◆ Your goal
Check each line of the records below for the word "SitemapSummary" and give the number of lines that have it, with nothing added.
........
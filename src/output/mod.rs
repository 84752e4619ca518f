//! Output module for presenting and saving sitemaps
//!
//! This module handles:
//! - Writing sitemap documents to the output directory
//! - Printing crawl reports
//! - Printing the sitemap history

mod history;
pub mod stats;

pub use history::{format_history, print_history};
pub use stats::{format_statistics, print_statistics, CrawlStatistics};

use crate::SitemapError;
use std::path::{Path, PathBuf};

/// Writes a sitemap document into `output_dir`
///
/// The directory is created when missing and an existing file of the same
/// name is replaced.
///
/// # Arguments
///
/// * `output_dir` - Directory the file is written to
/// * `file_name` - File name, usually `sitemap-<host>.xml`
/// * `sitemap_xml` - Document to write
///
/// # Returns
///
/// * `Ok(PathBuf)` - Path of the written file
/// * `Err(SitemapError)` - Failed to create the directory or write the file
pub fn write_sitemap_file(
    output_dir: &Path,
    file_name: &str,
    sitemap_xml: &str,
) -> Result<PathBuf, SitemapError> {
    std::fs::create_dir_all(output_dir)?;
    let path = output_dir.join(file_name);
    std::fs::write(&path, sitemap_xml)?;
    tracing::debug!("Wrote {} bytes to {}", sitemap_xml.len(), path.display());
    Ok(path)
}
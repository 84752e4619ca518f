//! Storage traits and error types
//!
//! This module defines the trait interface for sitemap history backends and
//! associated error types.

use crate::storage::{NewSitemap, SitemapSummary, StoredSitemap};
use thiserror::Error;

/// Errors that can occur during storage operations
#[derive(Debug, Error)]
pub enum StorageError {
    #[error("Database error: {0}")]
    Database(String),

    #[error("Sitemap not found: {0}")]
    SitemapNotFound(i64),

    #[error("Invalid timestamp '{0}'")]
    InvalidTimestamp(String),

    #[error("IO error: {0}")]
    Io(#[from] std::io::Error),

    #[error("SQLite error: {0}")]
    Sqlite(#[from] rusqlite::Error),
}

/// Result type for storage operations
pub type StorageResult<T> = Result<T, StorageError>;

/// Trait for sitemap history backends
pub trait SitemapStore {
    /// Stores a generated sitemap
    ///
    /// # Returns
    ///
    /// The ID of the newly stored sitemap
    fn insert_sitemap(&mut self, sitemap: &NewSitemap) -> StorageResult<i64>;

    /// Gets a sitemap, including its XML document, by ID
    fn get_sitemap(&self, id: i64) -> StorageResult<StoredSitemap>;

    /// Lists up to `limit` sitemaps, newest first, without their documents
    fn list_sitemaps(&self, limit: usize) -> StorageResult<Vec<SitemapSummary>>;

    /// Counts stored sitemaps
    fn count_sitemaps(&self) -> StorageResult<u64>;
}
........
◆ Final answer
2